Deploy Whisper on a Dedicated GPU Server: Step-by-Step (2026) GIGAGPU

OpenAI Whisper is the de facto open-weights speech-to-text model and has been since 2022, but the production story has changed dramatically. The reference Python implementation is no longer the right thing to deploy; a CTranslate2 reimplementation called faster-whisper is roughly four times faster, uses half the VRAM thanks to INT8 quantisation, and runs cleanly on any modern NVIDIA GPU. This tutorial walks through a full production deployment of Whisper on a dedicated GPU server: drivers, Python environment, a clean transcription script, an HTTP API in FastAPI, a containerised build with Docker, TLS termination, authentication, rate limiting and a systemd unit. By the end you will have a service capable of transcribing roughly forty times realtime on an RTX 4090, at a unit cost well below the OpenAI Whisper API for any meaningful volume.

Prerequisites

Whisper inference is GPU-bound on the attention and matmul kernels and CPU-bound on audio decoding. The minimum sane configuration is a card with 4 GB of VRAM (enough for large-v3-turbo in INT8), but for production we recommend an RTX 3060 12 GB at the floor and an RTX 3090 or RTX 4090 24 GB for batch and concurrent workloads. The 24 GB cards let you hold large-v3 in FP16 with plenty of room for KV state across parallel transcription jobs. Our best GPU for LLM inference piece covers the wider tradeoffs; for Whisper specifically the RTX 3090 hits the sweet spot of VRAM and cost.

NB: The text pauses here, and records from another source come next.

//! Drives proxy workloads and service resources toward the desired records
//!
//! [`plan`] is a pure function of the desired records and the actual-state
//! caches. [`Reconciler::reconcile`] applies a plan best-effort: a failed
//! action is logged and the remaining actions still run. Successful actions
//! are written back into the caches so that a second pass over unchanged
//! inputs issues no further calls.

use k8s_openapi::api::apps::v1::Deployment;
use k8s_openapi::api::core::v1::Service;
use std::collections::BTreeMap;
use std::fmt;
use tracing::{debug, info, warn};
use van_api::names::{proxy_name, service_name};
use van_api::ServiceRecord;

use crate::cluster::Cluster;
use crate::config::OwnerIdentity;
use crate::metrics::SyncMetrics;
use crate::resources::{
    is_owned, proxy_deployment, proxy_matches, proxy_service, service_matches,
};
use crate::Result;

/// Cached view of the resources actually present in the cluster
#[derive(Clone, Debug, Default)]
pub struct ActualState {
    /// Proxy workloads by name
    pub proxies: BTreeMap<String, Deployment>,
    /// Service resources by name
    pub services: BTreeMap<String, Service>,
}

impl ActualState {
    pub fn replace_proxies(&mut self, proxies: Vec<Deployment>) {
        self.proxies = proxies
            .into_iter()
            .filter_map(|d| d.metadata.name.clone().map(|name| (name, d)))
            .collect();
    }

    pub fn replace_services(&mut self, services: Vec<Service>) {
        self.services = services
            .into_iter()
            .filter_map(|s| s.metadata.name.clone().map(|name| (name, s)))
            .collect();
    }
}

#[derive(Clone, Debug, PartialEq)]
pub enum ReconcileAction {
    CreateProxy(ServiceRecord),
    UpdateProxy(ServiceRecord),
    DeleteProxy(String),
    CreateService(ServiceRecord),
    UpdateService(ServiceRecord),
    DeleteService(String),
}

impl ReconcileAction {
    pub fn verb(&self) -> &'static str {
        match self {
            ReconcileAction::CreateProxy(_) | ReconcileAction::CreateService(_) => "create",
            ReconcileAction::UpdateProxy(_) | ReconcileAction::UpdateService(_) => "update",
            ReconcileAction::DeleteProxy(_) | ReconcileAction::DeleteService(_) => "delete",
        }
    }

    pub fn resource(&self) -> &'static str {
        match self {
            ReconcileAction::CreateProxy(_)
            | ReconcileAction::UpdateProxy(_)
            | ReconcileAction::DeleteProxy(_) => "proxy",
            _ => "service",
        }
    }

    /// Name of the resource the action touches
    pub fn name(&self) -> String {
        match self {
            ReconcileAction::CreateProxy(r) | ReconcileAction::UpdateProxy(r) => r.proxy_name(),
            ReconcileAction::CreateService(r) | ReconcileAction::UpdateService(r) => {
                r.address.clone()
            }
            ReconcileAction::DeleteProxy(name) | ReconcileAction::DeleteService(name) => {
                name.clone()
            }
        }
    }
}

impl fmt::Display for ReconcileAction {
    fn fmt(&self, f: &mut fmt::Formatter<'_>) -> fmt::Result {
        write!(f, "{} {} {}", self.verb(), self.resource(), self.name())
    }
}

/// Compute the actions converging `actual` toward `desired`
pub fn plan(
    desired: &BTreeMap<String, ServiceRecord>,
    actual: &ActualState,
    owner: Option<&OwnerIdentity>,
) -> Vec<ReconcileAction> {
    let mut actions = Vec::new();

    for record in desired.values() {
        if record.is_headless() {
            debug!(address = %record.address, "Headless service is not proxied here");
            continue;
        }
        match actual.proxies.get(&proxy_name(&record.address)) {
            None => actions.push(ReconcileAction::CreateProxy(record.clone())),
            Some(proxy) if !proxy_matches(record, proxy) => {
                actions.push(ReconcileAction::UpdateProxy(record.clone()))
            }
            Some(_) => {}
        }
    }

    for name in actual.proxies.keys() {
        if !desired.contains_key(service_name(name)) {
            actions.push(ReconcileAction::DeleteProxy(name.clone()));
        }
    }

    for record in desired.values() {
        if record.is_headless() {
            continue;
        }
        match actual.services.get(&record.address) {
            None => actions.push(ReconcileAction::CreateService(record.clone())),
            Some(service) if !service_matches(record, service) => {
                if is_owned(service, owner) {
                    actions.push(ReconcileAction::UpdateService(record.clone()));
                } else {
                    debug!(service = %record.address, "Leaving unmanaged service unchanged");
                }
            }
            Some(_) => {}
        }
    }

    for (name, service) in &actual.services {
        if !desired.contains_key(name) && is_owned(service, owner) {
            actions.push(ReconcileAction::DeleteService(name.clone()));
        }
    }

    actions
}

/// Outcome counts of one reconcile pass
#[derive(Clone, Debug, Default, PartialEq)]
pub struct ReconcileSummary {
    pub applied: usize,
    pub failed: usize,
}

pub struct Reconciler {
    namespace: String,
    proxy_image: String,
    owner: Option<OwnerIdentity>,
    metrics: SyncMetrics,
}

impl Reconciler {
    pub fn new(
        namespace: String,
        proxy_image: String,
        owner: Option<OwnerIdentity>,
        metrics: SyncMetrics,
    ) -> Self {
        Self {
            namespace,
            proxy_image,
            owner,
            metrics,
        }
    }

    /// Plan and apply one pass, updating `actual` with every successful action
    pub async fn reconcile(
        &self,
        cluster: &dyn Cluster,
        desired: &BTreeMap<String, ServiceRecord>,
        actual: &mut ActualState,
    ) -> ReconcileSummary {
        let actions = plan(desired, actual, self.owner.as_ref());
        let mut summary = ReconcileSummary::default();
        if actions.is_empty() {
            debug!("Reconcile: nothing to do");
            return summary;
        }

        for action in actions {
            info!("Reconcile: {}", action);
            match self.apply(cluster, &action, actual).await {
                Ok(()) => {
                    summary.applied += 1;
                    self.metrics
                        .reconcile_actions_total
                        .with_label_values(&[action.verb(), action.resource()])
                        .inc();
                }
                Err(e) => {
                    summary.failed += 1;
                    warn!("Failed to {}: {}", action, e);
                    self.metrics
                        .reconcile_failures_total
                        .with_label_values(&[action.verb(), action.resource()])
                        .inc();
                }
            }
        }
        summary
    }

    async fn apply(
        &self,
        cluster: &dyn Cluster,
        action: &ReconcileAction,
        actual: &mut ActualState,
    ) -> Result<()> {
        let owner = self.owner.as_ref();
        match action {
            ReconcileAction::CreateProxy(record) => {
                let deployment =
                    proxy_deployment(record, &self.namespace, &self.proxy_image, owner)?;
                let created = cluster.create_proxy(&deployment).await?;
                actual.proxies.insert(record.proxy_name(), created);
            }
            ReconcileAction::UpdateProxy(record) => {
                let mut deployment =
                    proxy_deployment(record, &self.namespace, &self.proxy_image, owner)?;
                if let Some(existing) = actual.proxies.get(&record.proxy_name()) {
                    deployment.metadata.resource_version =
                        existing.metadata.resource_version.clone();
                }
                let replaced = cluster.replace_proxy(&deployment).await?;
                actual.proxies.insert(record.proxy_name(), replaced);
            }
            ReconcileAction::DeleteProxy(name) => {
                cluster.delete_proxy(name).await?;
                actual.proxies.remove(name);
            }
            ReconcileAction::CreateService(record) => {
                let service = proxy_service(record, &self.namespace, owner);
                let created = cluster.create_service(&service).await?;
                actual.services.insert(record.address.clone(), created);
            }
            ReconcileAction::UpdateService(record) => {
                let mut service = proxy_service(record, &self.namespace, owner);
                if let Some(existing) = actual.services.get(&record.address) {
                    service.metadata.resource_version =
                        existing.metadata.resource_version.clone();
                    // clusterIP is immutable once assigned
                    if let (Some(spec), Some(existing_spec)) =
                        (service.spec.as_mut(), existing.spec.as_ref())
                    {
                        spec.cluster_ip = existing_spec.cluster_ip.clone();
                        spec.cluster_ips = existing_spec.cluster_ips.clone();
                    }
                }
                let replaced = cluster.replace_service(&service).await?;
                actual.services.insert(record.address.clone(), replaced);
            }
            ReconcileAction::DeleteService(name) => {
                cluster.delete_service(name).await?;
                actual.services.remove(name);
            }
        }
        Ok(())
    }
}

Component	Required Version	Quick Install
OS	Ubuntu 22.04 or 24.04 LTS	Default on GigaGPU dedicated nodes
NVIDIA driver	550 or newer	`sudo apt install nvidia-driver-550-server`
CUDA toolkit	12.1+ (12.4 ideal)	Usually bundled with the driver metapackage
Python	3.10, 3.11 or 3.12	`sudo apt install python3.11 python3.11-venv`
ffmpeg	4.4+	`sudo apt install ffmpeg`
GPU VRAM	4 GB minimum, 12 GB+ recommended	RTX 3060 / 3090 / 4090

Verify the driver and GPU are visible before going any further. If nvidia-smi errors out, fix that first — every subsequent step assumes a working CUDA stack. Our companion guide on how to install PyTorch on a GPU server walks through driver troubleshooting in detail.

nvidia-smi
# Expected: a populated table with driver version 550+ and your card name.

ffmpeg -version | head -1
# Expected: ffmpeg version 4.4 or newer

python3 --version
# Expected: Python 3.10, 3.11 or 3.12

Choose the Right Whisper Variant

“Whisper” today refers to a family of related projects rather than a single binary. The right pick depends on whether you need GPU throughput, CPU portability, or English-only speed. Here is the honest comparison.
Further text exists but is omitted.